Reaction was strong to TODAY contributing psychiatrist Gail Saltz's advice to parents whose grown kids don't reach for their wallets when the dinner check arrives.
/ Source: TODAY contributor

Last week brought plenty of interesting replies on the topic of adult children paying for dinner. There were some excellent suggestions, too.

These include involving the waiter or waitress. For example, you can call ahead to tell the restaurant to provide separate checks. Or not.

I should emphasize that I am not a financial expert, and the question of how dinner is paid for isn’t about money. It’s about relationships — power, love, nurturing, dependence, independence.

When both parties are able to afford dinner, what happens financially is a means of nonverbal communication, for better or worse. One needs to acknowledge that, make it verbal and come up with a solution that works for everyone.

From Ohio: My husband and I faced this problem. It solved itself one evening when the waiter asked how we wanted the check and my husband said two and two. Since then, they actually offer to pay their share.

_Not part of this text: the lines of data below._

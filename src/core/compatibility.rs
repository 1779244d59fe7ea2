/// Donor-side rule that made a pairing compatible
///
/// Rules are evaluated in declaration order and the first one that applies
/// wins. The feature the scoring model was fit on depends on this exact
/// table, including the cases it does not cover (AB+ is only reachable
/// through `SameType`, O+ never gives to a Rh- recipient).
#[derive(Debug, Clone, Copy, PartialEq, Eq)]
pub enum CompatibilityRule {
    /// Donor is O-
    UniversalDonor,
    /// Donor and recipient types are identical
    SameType,
    /// O+ donor, Rh positive recipient
    OPositiveToRhPositive,
}

impl CompatibilityRule {
    const ORDER: [CompatibilityRule; 3] = [
        CompatibilityRule::UniversalDonor,
        CompatibilityRule::SameType,
        CompatibilityRule::OPositiveToRhPositive,
    ];

    #[inline]
    fn applies(self, donor: &str, recipient: &str) -> bool {
        match self {
            CompatibilityRule::UniversalDonor => donor == "O-",
            CompatibilityRule::SameType => donor == recipient,
            CompatibilityRule::OPositiveToRhPositive => donor == "O+" && recipient.contains('+'),
        }
    }
}

/// Upper-case and drop the literal "VE" so "O+ve" reads as "O+"
#[inline]
pub fn normalize_blood_group(raw: &str) -> String {
    raw.to_uppercase().replace("VE", "")
}

/// First rule that makes `donor` compatible with `recipient`, if any
pub fn matching_rule(donor: &str, recipient: &str) -> Option<CompatibilityRule> {
    let donor = normalize_blood_group(donor);
    let recipient = normalize_blood_group(recipient);

    CompatibilityRule::ORDER
        .into_iter()
        .find(|rule| rule.applies(&donor, &recipient))
}

/// Simplified ABO/Rh compatibility verdict
#[inline]
pub fn is_compatible(donor: &str, recipient: &str) -> bool {
    matching_rule(donor, recipient).is_some()
}
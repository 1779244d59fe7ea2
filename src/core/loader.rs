use std::collections::HashMap;
use std::fs;
use std::path::Path;

use crate::core::error::DataSourceError;
use crate::models::{DonorRecord, DonorTable};

/// Read a delimited donor file into a [`DonorTable`]
///
/// The first line is the header. Quote characters are removed from the whole
/// file rather than interpreted, so a delimiter inside quotes still splits.
pub fn load_donor_table<P: AsRef<Path>>(
    path: P,
    delimiter: char,
) -> Result<DonorTable, DataSourceError> {
    let path = path.as_ref();
    let content = fs::read_to_string(path).map_err(|source| DataSourceError::Io {
        path: path.to_path_buf(),
        source,
    })?;

    let table = parse_donor_table(path, &content, delimiter)?;

    tracing::info!(
        "Loaded {} donors from {} (columns: {:?})",
        table.len(),
        path.display(),
        table.columns
    );

    Ok(table)
}

/// Parse donor file contents already in memory
///
/// `source` only labels the error when the content is empty.
pub fn parse_donor_table<P: AsRef<Path>>(
    source: P,
    content: &str,
    delimiter: char,
) -> Result<DonorTable, DataSourceError> {
    let content = content.replace('"', "");
    let body = content.trim_start();
    let leading_lines = content[..content.len() - body.len()].matches('\n').count();
    let body = body.trim_end();
    if body.is_empty() {
        return Err(DataSourceError::Empty {
            path: source.as_ref().to_path_buf(),
        });
    }

    let mut lines = body.lines();
    let header_line = leading_lines + 1;

    let columns: Vec<String> = match lines.next() {
        Some(header) => header.split(delimiter).map(normalize_column).collect(),
        None => Vec::new(),
    };

    // Short rows simply lack the trailing columns; extra values are dropped
    let records = lines
        .enumerate()
        .filter(|(_, line)| !line.trim().is_empty())
        .enumerate()
        .map(|(row, (offset, line))| {
            let fields: HashMap<String, String> = columns
                .iter()
                .cloned()
                .zip(line.split(delimiter).map(str::to_string))
                .collect();
            DonorRecord::new(row, fields).with_line(header_line + offset + 1)
        })
        .collect();

    Ok(DonorTable { columns, records })
}

/// Trim and lower-case a header cell
#[inline]
pub fn normalize_column(raw: &str) -> String {
    raw.trim().to_lowercase()
}
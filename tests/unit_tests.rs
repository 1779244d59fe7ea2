// Unit tests for Donor Match

use donor_match::core::{
    compatibility::{is_compatible, matching_rule, CompatibilityRule},
    features::extract_features,
    ranker::rank_donors,
    FeatureError,
};
use donor_match::models::{DonorRecord, FeatureVector, RankedMatch, RecipientQuery, BLOOD_GROUPS};
use std::collections::HashMap;

fn donor(row: usize, pairs: &[(&str, &str)]) -> DonorRecord {
    let fields: HashMap<String, String> = pairs
        .iter()
        .map(|(k, v)| (k.to_string(), v.to_string()))
        .collect();
    DonorRecord::new(row, fields)
}

fn recipient(blood_group: &str) -> RecipientQuery {
    RecipientQuery {
        name: "Meera".to_string(),
        blood_group_needed: blood_group.to_string(),
        age: Some(45),
        location: "Chennai".to_string(),
        urgency: Some(9),
    }
}

#[test]
fn test_universal_donor_gives_to_everyone() {
    for r in BLOOD_GROUPS {
        assert!(is_compatible("O-", r));
    }
}

#[test]
fn test_reflexive() {
    for d in BLOOD_GROUPS {
        assert!(is_compatible(d, d));
    }
}

#[test]
fn test_compatible_counts_per_donor() {
    // O- reaches all 8, O+ reaches the 4 Rh+ types, every other type only itself
    let expected = [("A+", 1), ("A-", 1), ("B+", 1), ("B-", 1), ("AB+", 1), ("AB-", 1), ("O+", 4), ("O-", 8)];

    for (d, count) in expected {
        let reached = BLOOD_GROUPS.iter().filter(|r| is_compatible(d, r)).count();
        assert_eq!(reached, count, "donor {}", d);
    }
}

#[test]
fn test_rule_order_first_match_wins() {
    // O- to O- satisfies both the universal and same-type rules
    assert_eq!(matching_rule("O-", "O-"), Some(CompatibilityRule::UniversalDonor));
    assert_eq!(matching_rule("AB-", "AB+"), None);
}

#[test]
fn test_feature_positions() {
    let d = donor(0, &[
        ("name", "Arun"),
        ("blood group", "O+ve"),
        ("age", "50"),
        ("location", "CHENNAI"),
        ("number of times donated", "6"),
    ]);

    let features = extract_features(&d, &recipient("B+")).unwrap();

    assert_eq!(features.compatibility(), 1.0);
    assert_eq!(features.age_gap(), 5.0);
    assert_eq!(features.location_match(), 1.0);
    assert_eq!(features.times_donated(), 6.0);
    assert_eq!(features.urgency(), 9.0);
}

#[test]
fn test_incompatible_donor_features() {
    let d = donor(2, &[("blood group", "A+"), ("location", "Madurai")]);

    let features = extract_features(&d, &recipient("B-")).unwrap();

    assert_eq!(features, FeatureVector([0.0, 0.0, 0.0, 0.0, 9.0]));
}

#[test]
fn test_missing_blood_group_names_field() {
    let d = donor(7, &[("name", "Lata"), ("location", "Chennai")]);

    let err = extract_features(&d, &recipient("A+")).unwrap_err();

    assert_eq!(err.field(), "blood group");
    assert_eq!(err.line(), 9);
    assert!(matches!(err, FeatureError::MissingField { .. }));
}

#[test]
fn test_ranker_example() {
    let ranked = rank_donors(&["Alice", "Bob", "Cara"], &[0.9, 0.95, 0.2], 2);

    assert_eq!(
        ranked,
        vec![RankedMatch::new("Bob", 0.95), RankedMatch::new("Alice", 0.9)]
    );
}

#[test]
fn test_ranker_length_is_min_of_n_and_donors() {
    let names = ["a", "b", "c", "d", "e"];
    let scores = [0.3, 0.1, 0.5, 0.5, 0.2];

    assert_eq!(rank_donors(&names, &scores, 3).len(), 3);
    assert_eq!(rank_donors(&names, &scores, 9).len(), 5);

    let ranked = rank_donors(&names, &scores, 5);
    assert!(ranked.windows(2).all(|w| w[0].score >= w[1].score));
    // equal scores keep table order
    assert_eq!(ranked[0].donor_name, "c");
    assert_eq!(ranked[1].donor_name, "d");
}
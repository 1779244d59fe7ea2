use crate::models::RankedMatch;

/// Number of donors returned when the caller does not ask for a count
pub const DEFAULT_TOP_N: usize = 3;

/// Pair names with scores, sort by descending score and keep the first `top_n`
///
/// The sort is stable: donors with equal scores keep their input order.
/// NaN scores sort after every real score.
pub fn rank_donors<S: AsRef<str>>(names: &[S], scores: &[f64], top_n: usize) -> Vec<RankedMatch> {
    let mut ranked: Vec<RankedMatch> = names
        .iter()
        .zip(scores)
        .map(|(name, score)| RankedMatch::new(name.as_ref(), *score))
        .collect();

    ranked.sort_by(|a, b| sort_key(b.score).total_cmp(&sort_key(a.score)));

    ranked.truncate(top_n);
    ranked
}

#[inline]
fn sort_key(score: f64) -> f64 {
    if score.is_nan() {
        f64::NEG_INFINITY
    } else {
        score
    }
}

#[cfg(test)]
mod tests {
    use super::*;

    #[test]
    fn test_top_two() {
        let ranked = rank_donors(&["Alice", "Bob", "Cara"], &[0.9, 0.95, 0.2], 2);

        assert_eq!(
            ranked,
            vec![RankedMatch::new("Bob", 0.95), RankedMatch::new("Alice", 0.9)]
        );
    }

    #[test]
    fn test_fewer_than_n() {
        let ranked = rank_donors(&["Alice"], &[0.4], DEFAULT_TOP_N);
        assert_eq!(ranked.len(), 1);
    }

    #[test]
    fn test_ties_keep_input_order() {
        let ranked = rank_donors(&["A", "B", "C", "D"], &[0.5, 0.7, 0.5, 0.5], 4);
        let names: Vec<&str> = ranked.iter().map(|m| m.donor_name.as_str()).collect();
        assert_eq!(names, vec!["B", "A", "C", "D"]);
    }

    #[test]
    fn test_non_increasing_and_length() {
        let names: Vec<String> = (0..20).map(|i| format!("donor-{}", i)).collect();
        let scores: Vec<f64> = (0..20).map(|i| ((i * 37) % 11) as f64 / 10.0).collect();

        for n in [0, 1, 3, 20, 50] {
            let ranked = rank_donors(&names, &scores, n);
            assert_eq!(ranked.len(), n.min(names.len()));
            assert!(ranked.windows(2).all(|w| w[0].score >= w[1].score));
        }
    }

    #[test]
    fn test_nan_sorts_last() {
        let ranked = rank_donors(&["A", "B", "C"], &[f64::NAN, 0.1, 0.3], 3);
        assert_eq!(ranked[0].donor_name, "C");
        assert_eq!(ranked[1].donor_name, "B");
        assert!(ranked[2].score.is_nan());
    }

    #[test]
    fn test_empty() {
        let names: [&str; 0] = [];
        assert!(rank_donors(&names, &[], 3).is_empty());
    }
}
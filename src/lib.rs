//! Donor Match - blood donor recommendation service
//!
//! Scores every donor in a loaded table against one recipient request with a
//! pretrained compatibility model and returns the top-ranked candidates.

pub mod bootstrap;
pub mod config;
pub mod core;
pub mod models;
pub mod routes;

// Re-export commonly used types
pub use crate::core::{is_compatible, extract_features, rank_donors, Recommender, Recommendation, RecommendError};
pub use crate::models::{DonorRecord, DonorTable, RecipientQuery, FeatureVector, RankedMatch, RecommendRequest, RecommendResponse};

From Tennessee: In your advice, I did not see you ask who is extending the invitation for dinner. Where we come from it is customary for the party inviting to pay if the payment arrangements aren't “going Dutch.”

From Orlando: One of the best days for me was the day I picked up the dinner tab. After that, it became a game as to who would get the tab. Whenever a parent would claim to “use the restroom” but instead head toward the waiter’s station to pay the bill early, I’d run interference.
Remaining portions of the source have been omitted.